- _THE PROBLEM_: In the data below, find every line with the string "PartialEq" and pull it out.

━━━ EXCERPTED DATA

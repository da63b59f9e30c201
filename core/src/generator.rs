use ndarray::Array2;
use serde::{Deserialize, Serialize};

use crate::*;

/// A board plus the key square hidden somewhere on it. Everything a new game
/// needs; the session never regenerates either on its own.
#[derive(Clone, Debug, PartialEq, Serialize, Deserialize)]
pub struct GameSetup {
    board: Board,
    key: CellIndex,
}

impl GameSetup {
    pub fn new(board: Board, key: CellIndex) -> Result<Self> {
        if (key as CellCount) >= board.cell_count() {
            return Err(GameError::KeyOutOfRange);
        }
        Ok(Self { board, key })
    }

    pub fn board(&self) -> &Board {
        &self.board
    }

    pub fn key(&self) -> CellIndex {
        self.key
    }

    pub(crate) fn into_parts(self) -> (Board, CellIndex) {
        (self.board, self.key)
    }
}

pub trait SetupGenerator {
    fn generate(self, config: BoardConfig) -> GameSetup;
}

/// Uniform random coins and a uniform random key, all from a fixed seed.
#[derive(Copy, Clone, Debug, PartialEq)]
pub struct RandomSetupGenerator {
    seed: u64,
}

impl RandomSetupGenerator {
    pub fn new(seed: u64) -> Self {
        Self { seed }
    }
}

impl SetupGenerator for RandomSetupGenerator {
    fn generate(self, config: BoardConfig) -> GameSetup {
        use rand::prelude::*;

        let side = match BoardConfig::new(config.side) {
            Ok(config) => config.side,
            Err(_) => {
                log::warn!(
                    "Side {} is not addressable, falling back to the classic board",
                    config.side
                );
                BoardConfig::classic().side
            }
        };

        let mut rng = SmallRng::seed_from_u64(self.seed);
        let coins = Array2::from_shape_simple_fn((side as usize, side as usize), || {
            Coin::from(rng.random_bool(0.5))
        });
        let board = Board { coins };
        let key = rng.random_range(0..board.cell_count()) as CellIndex;
        log::debug!("Generated a {0}x{0} setup from seed {1}", side, self.seed);

        GameSetup { board, key }
    }
}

━━━━━━

- _SOLUTION_:
#[derive(Clone, Debug, PartialEq, Serialize, Deserialize)]
#[derive(Copy, Clone, Debug, PartialEq)]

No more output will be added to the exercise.